━━━ THE DATA
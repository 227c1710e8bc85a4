use crate::address::Address;
use crate::confirmation::{wait_for_receipt, Confirmation};
use crate::delegation::DelegationHandler;
use crate::error::Result;
use crate::network::{BlockTicker, ThorNode};
use crate::signing::SigningService;
use crate::transaction::Clause;
use crate::types::SubmitResult;
use std::future::Future;
use tracing::info;

/// Send `clauses` from `sender` with `gas_payer` co-signing (VIP-191).
pub async fn send_delegated_tx<N: ThorNode + ?Sized>(
    service: &SigningService<'_, N>,
    clauses: Vec<Clause>,
    sender: Address,
    gas_payer: &dyn DelegationHandler,
) -> Result<SubmitResult> {
    service
        .signer(sender)
        .delegate(gas_payer)
        .request(clauses)
        .await
}

/// Send `clauses` signed only by `user`. Whether a Prototype sponsor pays is
/// decided by the chain.
pub async fn send_user_tx<N: ThorNode + ?Sized>(
    service: &SigningService<'_, N>,
    user: Address,
    clauses: Vec<Clause>,
) -> Result<SubmitResult> {
    service.signer(user).request(clauses).await
}

/// Await a submission, then poll for its receipt within the configured
/// attempt budget.
pub async fn submit_and_confirm<N, K, F>(
    service: &SigningService<'_, N>,
    ticker: &mut K,
    submission: F,
) -> Result<(SubmitResult, Confirmation)>
where
    N: ThorNode + ?Sized,
    K: BlockTicker + ?Sized,
    F: Future<Output = Result<SubmitResult>>,
{
    let submitted = submission.await?;
    let confirmation = wait_for_receipt(
        ticker,
        service.node(),
        &submitted.txid,
        service.config().confirm_attempts,
    )
    .await;

    if let Confirmation::Confirmed(receipt) = &confirmation {
        info!(
            txid = %submitted.txid,
            gas_payer = %receipt.gas_payer,
            gas_used = receipt.gas_used,
            reverted = receipt.reverted,
            "transaction confirmed"
        );
    }
    Ok((submitted, confirmation))
}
━━━━━━
» TASK
Word for word, restate the data above from its first line down to and including the line with "pub async fn send_delegated_tx<N: ThorNode".

» TASK ANSWER
repository 227c1710e8bc85a4
use crate::address::Address;
use crate::confirmation::{wait_for_receipt, Confirmation};
use crate::delegation::DelegationHandler;
use crate::error::Result;
use crate::network::{BlockTicker, ThorNode};
use crate::signing::SigningService;
use crate::transaction::Clause;
use crate::types::SubmitResult;
use std::future::Future;
use tracing::info;

/// Send `clauses` from `sender` with `gas_payer` co-signing (VIP-191).
pub async fn send_delegated_tx<N: ThorNode + ?Sized>(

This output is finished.